-------- Records provided --------

// This file is part of shoal, an interactive POSIX-style shell.
// Copyright (C) 2026 the shoal developers
//
// This program is free software: you can redistribute it and/or modify
// it under the terms of the GNU General Public License as published by
// the Free Software Foundation, either version 3 of the License, or
// (at your option) any later version.
//
// This program is distributed in the hope that it will be useful,
// but WITHOUT ANY WARRANTY; without even the implied warranty of
// MERCHANTABILITY or FITNESS FOR A PARTICULAR PURPOSE.  See the
// GNU General Public License for more details.
//
// You should have received a copy of the GNU General Public License
// along with this program.  If not, see <https://www.gnu.org/licenses/>.

//! Type definitions for functions

use shoal_syntax::source::Location;
use shoal_syntax::syntax::FullCompoundCommand;
use std::collections::HashMap;
use std::rc::Rc;
use thiserror::Error;

/// Shell function
#[derive(Clone, Debug, Eq, PartialEq)]
pub struct Function {
    /// Name by which the function is called
    pub name: String,

    /// Command executed when the function is called
    ///
    /// The body is shared with the syntax tree the function was defined in.
    pub body: Rc<FullCompoundCommand>,

    /// Location of the defining command
    pub origin: Location,

    /// Location of the command that made the function read-only, if any
    pub read_only_location: Option<Location>,
}

impl Function {
    /// Creates a new function.
    pub fn new<N: Into<String>>(
        name: N,
        body: Rc<FullCompoundCommand>,
        origin: Location,
    ) -> Function {
        Function {
            name: name.into(),
            body,
            origin,
            read_only_location: None,
        }
    }

    /// Whether the function is read-only.
    #[must_use]
    pub fn is_read_only(&self) -> bool {
        self.read_only_location.is_some()
    }
}

/// Error redefining or removing a read-only function
#[derive(Clone, Debug, Eq, Error, PartialEq)]
#[error("read-only function `{name}` cannot be modified")]
pub struct ModifyError {
    pub name: String,
    pub read_only_location: Location,
}

/// Collection of functions, searchable by name
#[derive(Clone, Debug, Default)]
pub struct FunctionSet {
    functions: HashMap<String, Rc<Function>>,
}

impl FunctionSet {
    #[must_use]
    pub fn new() -> FunctionSet {
        FunctionSet::default()
    }

    /// Returns the function with the given name, if any.
    #[must_use]
    pub fn get(&self, name: &str) -> Option<&Rc<Function>> {
        self.functions.get(name)
    }

    /// Defines a function, replacing any existing definition of the same
    /// name.
    pub fn define(&mut self, function: Function) -> Result<(), ModifyError> {
        if let Some(existing) = self.functions.get(&function.name) {
            if let Some(location) = &existing.read_only_location {
                return Err(ModifyError {
                    name: function.name,
                    read_only_location: location.clone(),
                });
            }
        }
        self.functions
            .insert(function.name.clone(), Rc::new(function));
        Ok(())
    }

    /// Removes the function with the given name.
    pub fn remove(&mut self, name: &str) -> Result<Option<Rc<Function>>, ModifyError> {
        if let Some(existing) = self.functions.get(name) {
            if let Some(location) = &existing.read_only_location {
                return Err(ModifyError {
                    name: name.to_string(),
                    read_only_location: location.clone(),
                });
            }
        }
        Ok(self.functions.remove(name))
    }

    /// Iterates over all functions in unspecified order.
    pub fn iter(&self) -> impl Iterator<Item = &Rc<Function>> {
        self.functions.values()
    }
}

#[cfg(test)]
mod tests {
    use super::*;

    fn function(name: &str) -> Function {
        let body: shoal_syntax::syntax::Command = "{ :; }".parse().unwrap();
        let shoal_syntax::syntax::Command::Compound(body) = body else {
            unreachable!()
        };
        Function::new(name, Rc::new(body), Location::dummy(name))
    }

    #[test]
    fn define_get_remove() {
        let mut set = FunctionSet::new();
        assert!(set.get("f").is_none());
        set.define(function("f")).unwrap();
        assert_eq!(set.get("f").unwrap().name, "f");
        set.remove("f").unwrap();
        assert!(set.get("f").is_none());
    }

    #[test]
    fn read_only_functions_cannot_be_replaced() {
        let mut set = FunctionSet::new();
        let mut f = function("f");
        f.read_only_location = Some(Location::dummy("readonly -f f"));
        set.define(f).unwrap();
        let error = set.define(function("f")).unwrap_err();
        assert_eq!(error.name, "f");
        let error = set.remove("f").unwrap_err();
        assert_eq!(error.name, "f");
    }
}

--------

● Task: The lines needed are those in the data above that hold the string "derive"; copy each of them.

● Exercise output:
#[derive(Clone, Debug, Eq, PartialEq)]
#[derive(Clone, Debug, Eq, Error, PartialEq)]
#[derive(Clone, Debug, Default)]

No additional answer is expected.